* _PROBLEM STATEMENT_: Only a number is required: the count of lines in the material below that contain "EarlyWriter".

*** Opening RECORD EXCERPTS ***

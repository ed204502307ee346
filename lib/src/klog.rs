//! Kernel logging.
//!
//! Every log line goes through one **backend** function pointer. Until a
//! backend is registered, lines are written straight to COM1 with polled
//! port I/O. The platform registers its own backend once the serial driver
//! (or any other sink) is ready; unit tests register a sink that discards
//! output so no port I/O happens off target.
//!
//! The backend receives the arguments for a single line and must append the
//! trailing newline itself, under one lock acquisition, so lines from the
//! interrupt path and the normal path never interleave.

use core::fmt;
use core::sync::atomic::{AtomicPtr, AtomicU8, Ordering};

use crate::ports::COM1;

#[repr(C)]
#[derive(Clone, Copy, Debug, PartialEq, Eq)]
pub enum KlogLevel {
    Error = 0,
    Warn = 1,
    Info = 2,
    Debug = 3,
    Trace = 4,
}

impl KlogLevel {
    fn from_raw(raw: u8) -> Self {
        match raw {
            0 => KlogLevel::Error,
            1 => KlogLevel::Warn,
            2 => KlogLevel::Info,
            3 => KlogLevel::Debug,
            _ => KlogLevel::Trace,
        }
    }
}

static CURRENT_LEVEL: AtomicU8 = AtomicU8::new(KlogLevel::Info as u8);

#[inline(always)]
fn is_enabled(level: KlogLevel) -> bool {
    level as u8 <= CURRENT_LEVEL.load(Ordering::Relaxed)
}

/// Signature of a klog backend.
pub type KlogBackend = fn(fmt::Arguments<'_>);

/// `null` means "use the COM1 fallback".
static BACKEND: AtomicPtr<()> = AtomicPtr::new(core::ptr::null_mut());

fn early_backend(args: fmt::Arguments<'_>) {
    use crate::ports::serial_write_bytes;

    struct EarlyWriter;

    impl fmt::Write for EarlyWriter {
        fn write_str(&mut self, s: &str) -> fmt::Result {
            unsafe { serial_write_bytes(COM1, s.as_bytes()) };
            Ok(())
        }
    }

    let _ = fmt::write(&mut EarlyWriter, args);
    unsafe { serial_write_bytes(COM1, b"\r\n") };
}

#[inline]
fn dispatch(args: fmt::Arguments<'_>) {
    let ptr = BACKEND.load(Ordering::Acquire);
    if ptr.is_null() {
        early_backend(args);
    } else {
        // SAFETY: `klog_register_backend` only stores valid `KlogBackend` fn
        // pointers, which are pointer-sized on every supported target.
        let backend: KlogBackend = unsafe { core::mem::transmute(ptr) };
        backend(args);
    }
}

/// Replace the COM1 fallback with `backend`.
pub fn klog_register_backend(backend: KlogBackend) {
    BACKEND.store(backend as *mut (), Ordering::Release);
}

/// Backend that drops every line.
pub fn klog_discard(_args: fmt::Arguments<'_>) {}

pub fn klog_set_level(level: KlogLevel) {
    CURRENT_LEVEL.store(level as u8, Ordering::Relaxed);
}

pub fn klog_get_level() -> KlogLevel {
    KlogLevel::from_raw(CURRENT_LEVEL.load(Ordering::Relaxed))
}

pub fn is_enabled_level(level: KlogLevel) -> bool {
    is_enabled(level)
}

/// Emit a formatted log line at the given level.
///
/// The backend appends the newline; format strings must not end with one.
pub fn log_args(level: KlogLevel, args: fmt::Arguments<'_>) {
    if !is_enabled(level) {
        return;
    }
    dispatch(args);
}

#[macro_export]
macro_rules! klog {
    ($level:expr, $($arg:tt)*) => {{
        $crate::klog::log_args($level, ::core::format_args!($($arg)*));
    }};
}

#[macro_export]
macro_rules! klog_error {
    ($($arg:tt)*) => {
        $crate::klog::log_args($crate::klog::KlogLevel::Error, ::core::format_args!($($arg)*))
    };
}

#[macro_export]
macro_rules! klog_warn {
    ($($arg:tt)*) => {
        $crate::klog::log_args($crate::klog::KlogLevel::Warn, ::core::format_args!($($arg)*))
    };
}

#[macro_export]
macro_rules! klog_info {
    ($($arg:tt)*) => {
        $crate::klog::log_args($crate::klog::KlogLevel::Info, ::core::format_args!($($arg)*))
    };
}

#[macro_export]
macro_rules! klog_debug {
    ($($arg:tt)*) => {
        $crate::klog::log_args($crate::klog::KlogLevel::Debug, ::core::format_args!($($arg)*))
    };
}

#[macro_export]
macro_rules! klog_trace {
    ($($arg:tt)*) => {
        $crate::klog::log_args($crate::klog::KlogLevel::Trace, ::core::format_args!($($arg)*))
    };
}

*** Closing RECORD EXCERPTS ***

* _SOLUTION BELOW_: 3